Both the pressure probes and the ultrasonic flow meters provide a number of advantages that allow for highly accurate PWV measurements. The pressure probes have a high sampling rate, on the order of 100-2,000 Hz. While the two probes can be separated by a substantial distance for global PWV measurements, the high temporal resolution of these probes allows for the assessment of regional PWV. For example, if a subject’s PWV is on the order of 10 m/s, and the sampling rate is 1,000 Hz, the two probes need to be separated by as little as 1 cm. Ultrasonic flow meters provide yet higher sampling rates, on the order of >1 MHz. There is effectively no minimum separation distance needed between two ultrasonic flow meters for computing PWV. Another advantage of the high temporal resolution provided by the pressure probes and ultrasonic flow meters is that pressure and flow waveforms are measured in real-time, and thus numerous cardiac cycles can be obtained in a few seconds. A PWV measurement can be obtained for every cardiac cycle, and thus averaged over all cardiac cycles, to account for any variability in PWV. A final advantage of both the fiber optic pressure probes and ultrasonic flow meters is that they can be made MR-compatible; these methods therefore allow for the direct validation of MRI-based PWV measurements.
The above methods provide high temporal resolution such that the shape of the pressure or velocity/flow waveform can be accurately depicted. On the other hand, sampling at lower temporal resolution can substantially change the shape of the waveform (Figure 3). As discussed below, PWV is computed from MR data using various characteristics of the waveform, such as the peak and foot of the waveform. As the temporal distance between sampling points becomes greater, the discretization error increases and there is a greater likelihood that these waveform characteristics will be misrepresented, leading to inaccurate PWV measurements.
Clinical methods of evaluating atherosclerotic disease
PWV is measured clinically with applanation tonometry (8,9) and Doppler ultrasound (9,10). In applanation tonometry, a tonometer is placed on the skin over both the carotid and femoral arteries. A pressure waveform is recorded from each location. The temporal shift between the carotid and femoral pressure waveforms is computed as the transit time, which predominantly uses the time-to-foot method, as described below. The distance measurement between these two vascular locations is calculated with a tape measure in either of two ways: (I) measuring the direct distance between the carotid and femoral arteries, or (II) taking the difference between the distance from the sternal notch to the femoral artery and the sternal notch to the carotid artery. This distance is divided by the transit time to compute PWV. The computation of PWV with Doppler ultrasound is identical to applanation tonometry, with the exception that ultrasound transducers are used instead of tonometers.
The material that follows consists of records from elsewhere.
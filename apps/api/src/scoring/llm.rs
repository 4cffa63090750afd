//! LLM extraction strategy — structured field extraction plus a JD fit score
//! from a single model call. Any failure here is recoverable: the caller falls
//! through to the regex heuristic.

use async_trait::async_trait;
use serde_json::Value;

use crate::llm_client::prompts::{extraction_prompt, EXTRACTION_SYSTEM};
use crate::llm_client::LlmClient;
use crate::models::candidate::CandidateProfile;
use crate::scoring::{ProfileStrategy, ScoreError};

pub struct LlmStrategy {
    client: LlmClient,
    /// Maximum resume characters included in the prompt.
    prompt_limit: usize,
}

impl LlmStrategy {
    pub fn new(client: LlmClient, prompt_limit: usize) -> Self {
        Self {
            client,
            prompt_limit,
        }
    }
}

#[async_trait]
impl ProfileStrategy for LlmStrategy {
    fn name(&self) -> &'static str {
        "llm"
    }

    async fn extract(&self, text: &str, jd: &str) -> Result<CandidateProfile, ScoreError> {
        let excerpt: String = text.chars().take(self.prompt_limit).collect();
        let prompt = extraction_prompt(jd, &excerpt);

        let raw: Value = self.client.call_json(&prompt, EXTRACTION_SYSTEM).await?;
        profile_from_value(&raw)
    }
}

/// Lenient mapping from the model's JSON object to a profile. Models drift on
/// field types (numbers as strings, skills as arrays, "Match %" instead of
/// "Match"), so each field is coerced rather than strictly deserialized.
pub fn profile_from_value(value: &Value) -> Result<CandidateProfile, ScoreError> {
    if !value.is_object() {
        return Err(ScoreError::InvalidResponse(
            "expected a JSON object".to_string(),
        ));
    }

    let match_score = value
        .get("Match")
        .or_else(|| value.get("Match %"))
        .map(coerce_score)
        .unwrap_or(0);

    Ok(CandidateProfile {
        name: string_field(value, "Name"),
        email: string_field(value, "Email"),
        phone: string_field(value, "Phone"),
        experience: string_field(value, "Experience"),
        skills: skills_field(value),
        match_score,
    })
}

fn string_field(value: &Value, key: &str) -> String {
    match value.get(key) {
        Some(Value::String(s)) if !s.trim().is_empty() => s.trim().to_string(),
        Some(Value::Number(n)) => n.to_string(),
        _ => "N/A".to_string(),
    }
}

fn skills_field(value: &Value) -> String {
    match value.get("Skills") {
        Some(Value::String(s)) if !s.trim().is_empty() => s.trim().to_string(),
        Some(Value::Array(items)) => {
            let joined = items
                .iter()
                .filter_map(|v| v.as_str())
                .collect::<Vec<_>>()
                .join(", ");
            if joined.is_empty() {
                "N/A".to_string()
            } else {
                joined
            }
        }
        _ => "N/A".to_string(),
    }
}

/// Coerces a score value (integer, float, or numeric string) into 0–100.
fn coerce_score(value: &Value) -> u8 {
    let score = value
        .as_i64()
        .or_else(|| value.as_f64().map(|f| f.round() as i64))
        .or_else(|| value.as_str().and_then(|s| s.trim().parse::<i64>().ok()))
        .unwrap_or(0);
    score.clamp(0, 100) as u8
}
//! Regex heuristic extraction — the strategy of last resort. Always succeeds;
//! fields it cannot find stay "N/A" and the match score stays 0 (the TF-IDF
//! pass fills scores in when it runs).

use std::sync::OnceLock;

use regex::Regex;

use crate::models::candidate::CandidateProfile;

fn phone_re() -> &'static Regex {
    static RE: OnceLock<Regex> = OnceLock::new();
    RE.get_or_init(|| Regex::new(r"[\+\(]?[1-9][0-9 .\-\(\)]{8,}[0-9]").expect("valid regex"))
}

fn email_re() -> &'static Regex {
    static RE: OnceLock<Regex> = OnceLock::new();
    RE.get_or_init(|| {
        Regex::new(r"[a-zA-Z0-9_.+-]+@[a-zA-Z0-9-]+\.[a-zA-Z0-9-.]+").expect("valid regex")
    })
}

fn years_re() -> &'static Regex {
    static RE: OnceLock<Regex> = OnceLock::new();
    RE.get_or_init(|| Regex::new(r"(\d+)\+?\s*years?").expect("valid regex"))
}

pub fn extract_profile(text: &str) -> CandidateProfile {
    let mut profile = CandidateProfile {
        name: "N/A".to_string(),
        ..CandidateProfile::default()
    };

    // First phone-looking run with more than 9 actual digits.
    if let Some(phone) = phone_re()
        .find_iter(text)
        .map(|m| m.as_str())
        .find(|p| p.chars().filter(char::is_ascii_digit).count() > 9)
    {
        profile.phone = phone.to_string();
    }

    if let Some(email) = email_re().find(text) {
        let email = email.as_str();
        profile.email = email.to_string();
        // Placeholder name from the address local part.
        profile.name = email.split('@').next().unwrap_or(email).to_string();
    }

    let max_years = years_re()
        .captures_iter(&text.to_lowercase())
        .filter_map(|c| c.get(1).and_then(|m| m.as_str().parse::<u32>().ok()))
        .max();
    if let Some(years) = max_years {
        profile.experience = format!("{years} Years");
    }

    profile
}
PWV with applanation tonometry and Doppler ultrasound have a number of benefits, including low cost, noninvasiveness, and lack of ionizing radiation. However, the distance measurement used in applanation tonometry and Doppler ultrasound can cause errors of up to 30% for the measurement of PWV (2,11,12). Equations to correct for inaccuracies in these distance measurements have been reported (13,14). Another problem with these techniques is that the method for measuring distance between the carotid and femoral arteries is not standardized and can lead to variations in the path-length used for PWV measurements (15-17). Variations in PWV between measurement centers are in part due to differences in the method of distance measurements. Also, obesity is a cause of operator bias in PWV measurements with applanation tonometry (18-20). While applanation tonometry and Doppler ultrasound provide a global measurement of PWV, it should be noted that a recent ultrasound study was able to evaluate PWV regionally within the carotid artery (21). This regional measurement was made feasible by the high temporal resolution of ultrasound and the ability to measure distance within the beam imaging width.
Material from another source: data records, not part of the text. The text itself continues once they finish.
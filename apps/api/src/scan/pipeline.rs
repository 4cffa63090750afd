//! Scan pipeline — harvest → extract → score → rank, driven by an explicit
//! per-request context. Records are independent, so extraction and scoring run
//! under a bounded worker pool; the final ordering is restored and then sorted
//! by score, so output is deterministic regardless of task completion order.

use std::sync::Arc;

use tokio::sync::Semaphore;
use tokio::task::JoinSet;
use tracing::{debug, info};

use crate::extract;
use crate::harvest::{HarvestError, MailSource, RawAttachment, TimeWindow};
use crate::models::candidate::{Candidate, CandidateProfile, Verdict};
use crate::scoring::{self, tfidf, ProfileStrategy};

/// Everything one scan needs, threaded through the pipeline instead of living
/// in process-wide state.
pub struct ScanContext {
    pub window: TimeWindow,
    pub job_description: String,
    /// Ordered extraction strategies; the heuristic tail is implicit.
    pub strategies: Vec<Box<dyn ProfileStrategy>>,
    /// TF-IDF similarity scoring runs when no LLM strategy is configured.
    pub use_tfidf: bool,
    pub min_text_len: usize,
    pub concurrency: usize,
    pub interview_threshold: u8,
    pub hold_threshold: u8,
}

#[derive(Debug, Clone, PartialEq, Eq)]
pub enum ScanStatus {
    Success,
    /// The provider answered but nothing usable matched. Not a failure.
    NoMatches { scanned: usize },
}

impl ScanStatus {
    pub fn message(&self) -> String {
        match self {
            ScanStatus::Success => "Success".to_string(),
            ScanStatus::NoMatches { scanned: 0 } => "No resumes found.".to_string(),
            ScanStatus::NoMatches { scanned } => {
                format!("Scanned {scanned} attachments, but found 0 readable resumes.")
            }
        }
    }
}

pub struct ScanOutcome {
    pub candidates: Vec<Candidate>,
    /// Attachments the harvester returned, before extraction filtering.
    pub harvested: usize,
    pub status: ScanStatus,
}

pub async fn run_scan(
    ctx: Arc<ScanContext>,
    source: &dyn MailSource,
) -> Result<ScanOutcome, HarvestError> {
    let attachments = source.fetch(&ctx.window).await?;
    let harvested = attachments.len();
    info!("Harvested {harvested} candidate attachments");

    if attachments.is_empty() {
        return Ok(ScanOutcome {
            candidates: Vec::new(),
            harvested,
            status: ScanStatus::NoMatches { scanned: 0 },
        });
    }

    let semaphore = Arc::new(Semaphore::new(ctx.concurrency));
    let mut tasks: JoinSet<Option<(usize, RawAttachment, String, CandidateProfile)>> =
        JoinSet::new();

    for (index, attachment) in attachments.into_iter().enumerate() {
        let ctx = Arc::clone(&ctx);
        let semaphore = Arc::clone(&semaphore);
        tasks.spawn(async move {
            let _permit = semaphore.acquire_owned().await.ok()?;

            let text = {
                let bytes = attachment.bytes.clone();
                let filename = attachment.filename.clone();
                tokio::task::spawn_blocking(move || extract::extract_text(&bytes, &filename))
                    .await
                    .ok()?
            };

            if text.trim().len() <= ctx.min_text_len {
                debug!(
                    "Dropping {}: extracted {} chars (minimum {})",
                    attachment.filename,
                    text.trim().len(),
                    ctx.min_text_len
                );
                return None;
            }

            let profile =
                scoring::run_strategies(&ctx.strategies, &text, &ctx.job_description).await;
            Some((index, attachment, text, profile))
        });
    }

    let mut rows = Vec::new();
    while let Some(joined) = tasks.join_next().await {
        if let Ok(Some(row)) = joined {
            rows.push(row);
        }
    }
    // Restore harvest (newest-first) order before ranking.
    rows.sort_by_key(|(index, ..)| *index);

    if ctx.use_tfidf {
        let texts: Vec<String> = rows.iter().map(|(_, _, text, _)| text.clone()).collect();
        let scores = tfidf::score_against_jd(&ctx.job_description, &texts);
        for ((_, _, _, profile), score) in rows.iter_mut().zip(scores) {
            profile.match_score = score;
        }
    }

    let mut candidates: Vec<Candidate> = rows
        .into_iter()
        .map(|(_, attachment, text, profile)| Candidate {
            verdict: Verdict::from_score(
                profile.match_score,
                ctx.interview_threshold,
                ctx.hold_threshold,
            ),
            source_filename: attachment.filename,
            bytes: attachment.bytes,
            extracted_text: text,
            received: attachment.received,
            profile,
        })
        .collect();

    // Stable sort: equal scores keep their newest-first order.
    candidates.sort_by(|a, b| b.profile.match_score.cmp(&a.profile.match_score));

    let status = if candidates.is_empty() {
        ScanStatus::NoMatches { scanned: harvested }
    } else {
        ScanStatus::Success
    };

    Ok(ScanOutcome {
        candidates,
        harvested,
        status,
    })
}

#[cfg(test)]
mod tests {
    use super::*;
    use async_trait::async_trait;
    use bytes::Bytes;
    use chrono::NaiveDate;

    use crate::extract::docx::tests_support::make_docx;
    use crate::harvest::RawAttachment;

    struct FixedSource(Vec<RawAttachment>);

    #[async_trait]
    impl MailSource for FixedSource {
        async fn fetch(&self, _window: &TimeWindow) -> Result<Vec<RawAttachment>, HarvestError> {
            Ok(self.0.clone())
        }
    }

    fn test_window() -> TimeWindow {
        TimeWindow::range(
            NaiveDate::from_ymd_opt(2024, 3, 1).unwrap(),
            NaiveDate::from_ymd_opt(2024, 3, 31).unwrap(),
        )
    }

    fn ctx(jd: &str) -> Arc<ScanContext> {
        Arc::new(ScanContext {
            window: test_window(),
            job_description: jd.to_string(),
            strategies: Vec::new(),
            use_tfidf: true,
            min_text_len: 20,
            concurrency: 4,
            interview_threshold: 50,
            hold_threshold: 30,
        })
    }

    fn docx_attachment(filename: &str, paragraphs: &[&str]) -> RawAttachment {
        RawAttachment {
            filename: filename.to_string(),
            bytes: Bytes::from(make_docx(paragraphs)),
            sender: "sender@example.com".to_string(),
            received: None,
        }
    }

    #[tokio::test]
    async fn test_empty_mailbox_is_no_matches_not_error() {
        let outcome = run_scan(ctx("any jd"), &FixedSource(Vec::new()))
            .await
            .unwrap();
        assert!(outcome.candidates.is_empty());
        assert_eq!(outcome.status, ScanStatus::NoMatches { scanned: 0 });
        assert_eq!(outcome.status.message(), "No resumes found.");
    }

    #[tokio::test]
    async fn test_corrupt_attachment_is_dropped_silently() {
        let corrupt = RawAttachment {
            filename: "broken.pdf".to_string(),
            bytes: Bytes::from_static(b"not a pdf at all"),
            sender: "x@example.com".to_string(),
            received: None,
        };
        let outcome = run_scan(ctx("any jd"), &FixedSource(vec![corrupt]))
            .await
            .unwrap();
        assert!(outcome.candidates.is_empty());
        assert_eq!(outcome.harvested, 1);
        assert_eq!(outcome.status, ScanStatus::NoMatches { scanned: 1 });
        assert!(outcome.status.message().contains("0 readable resumes"));
    }

    #[tokio::test]
    async fn test_candidates_ranked_descending_by_score() {
        let attachments = vec![
            docx_attachment(
                "weak.docx",
                &["Pastry chef with sourdough and croissant mastery over many seasons"],
            ),
            docx_attachment(
                "strong.docx",
                &["Python AWS engineer, 5 years of Python and AWS delivery"],
            ),
        ];
        let outcome = run_scan(
            ctx("Looking for Python AWS engineer, 5 years"),
            &FixedSource(attachments),
        )
        .await
        .unwrap();

        assert_eq!(outcome.candidates.len(), 2);
        assert_eq!(outcome.candidates[0].source_filename, "strong.docx");
        assert!(
            outcome.candidates[0].profile.match_score
                > outcome.candidates[1].profile.match_score
        );
        assert_eq!(outcome.status, ScanStatus::Success);
    }

    #[tokio::test]
    async fn test_tied_scores_keep_both_candidates_in_harvest_order() {
        let text = ["Python AWS engineer, 5 years of Python and AWS delivery"];
        let attachments = vec![
            docx_attachment("first.docx", &text),
            docx_attachment("second.docx", &text),
        ];
        let outcome = run_scan(
            ctx("Looking for Python AWS engineer, 5 years"),
            &FixedSource(attachments),
        )
        .await
        .unwrap();

        assert_eq!(outcome.candidates.len(), 2);
        assert_eq!(
            outcome.candidates[0].profile.match_score,
            outcome.candidates[1].profile.match_score
        );
        assert_eq!(outcome.candidates[0].source_filename, "first.docx");
        assert_eq!(outcome.candidates[1].source_filename, "second.docx");
    }

    #[tokio::test]
    async fn test_original_bytes_survive_the_pipeline() {
        let attachment = docx_attachment(
            "resume.docx",
            &["Python AWS engineer, 5 years of Python and AWS delivery"],
        );
        let original = attachment.bytes.clone();
        let outcome = run_scan(ctx("Python AWS"), &FixedSource(vec![attachment]))
            .await
            .unwrap();
        assert_eq!(outcome.candidates[0].bytes, original);
    }

    #[tokio::test]
    async fn test_heuristic_fields_present_without_llm() {
        let attachment = docx_attachment(
            "resume.docx",
            &["5+ years Python, AWS, Docker. john@example.com, +1 415 555 0100"],
        );
        let outcome = run_scan(
            ctx("Looking for Python AWS engineer, 5 years"),
            &FixedSource(vec![attachment]),
        )
        .await
        .unwrap();

        let profile = &outcome.candidates[0].profile;
        assert_eq!(profile.email, "john@example.com");
        assert_eq!(profile.experience, "5 Years");
        assert!(profile.match_score > 0);
    }
}
use crate::config::Config;
use crate::scan::store::ScanStore;

/// Shared application state injected into all route handlers via Axum extractors.
///
/// Deliberately thin: scans are request-scoped pipelines and carry their own
/// context object, so the only cross-request state is the ephemeral scan store
/// backing the export endpoints.
#[derive(Clone)]
pub struct AppState {
    pub config: Config,
    /// Shared HTTP client for Graph API calls.
    pub http: reqwest::Client,
    /// In-memory results of completed scans. Discarded on restart.
    pub scans: ScanStore,
}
Carotid intimal media thickness (CIMT) measurements are an alternative method of evaluating arterial stiffness (22). CIMT measurements are relatively easy to obtain, especially compared to the computation of PWV. However, they may also be user dependent and intimal thickening can occur in the absence of atherosclerosis (23). Also, ultrasound-based CIMT measurements have not demonstrated any predictive benefits to the Framingham Risk Score (FRS) (24), which is the standard method of assessing a patient’s risk of a cardiovascular event based on patient risk factors. In comparison, one initial study has demonstrated that PWV measurements do indeed improve the predictive accuracy of the FRS (25).
Analysis methods for computing pulse wave velocity
There is a temporal shift, ∆t, in the flow waveforms as the vasculature is traversed (Figure 2B). This temporal shift is related to the stiffness of the vessel, and the smaller the shift is, the greater the stiffness and the higher the PWV. The computation of PWV depends on analyzing various waveform characteristics to quantify the temporal shift from one waveform to another.
In Figure 4 there are two planes highlighted to derive flow waveforms. The accurate measurement of the distance between the two planes, ∆d, is important for the measurement of PWV; this distance (vessel path length) can be computed by measuring along the length of the vessel in the image. The simplest method of computing PWV is via the time-to-peak (TTP) method (Figure 4). With the TTP method the time point associated with the peak of the waveform is determined. The temporal shift, ∆t, between two waveforms is therefore found by taking the difference between the two time points associated with the peaks of the two waveforms. Therefrom, the PWV is computed by dividing the distance between the two planes, ∆d, by the temporal shift, ∆t, such that PWV=∆d/∆t. The TTP method is highly prone to error given that the temporal shift is computed from a single data point from the flow waveforms; as a result, the TTP method is subject to sampling error such that the true peak of the waveform will often be missed (Figure 3). As a result, the PWV may be miscalculated.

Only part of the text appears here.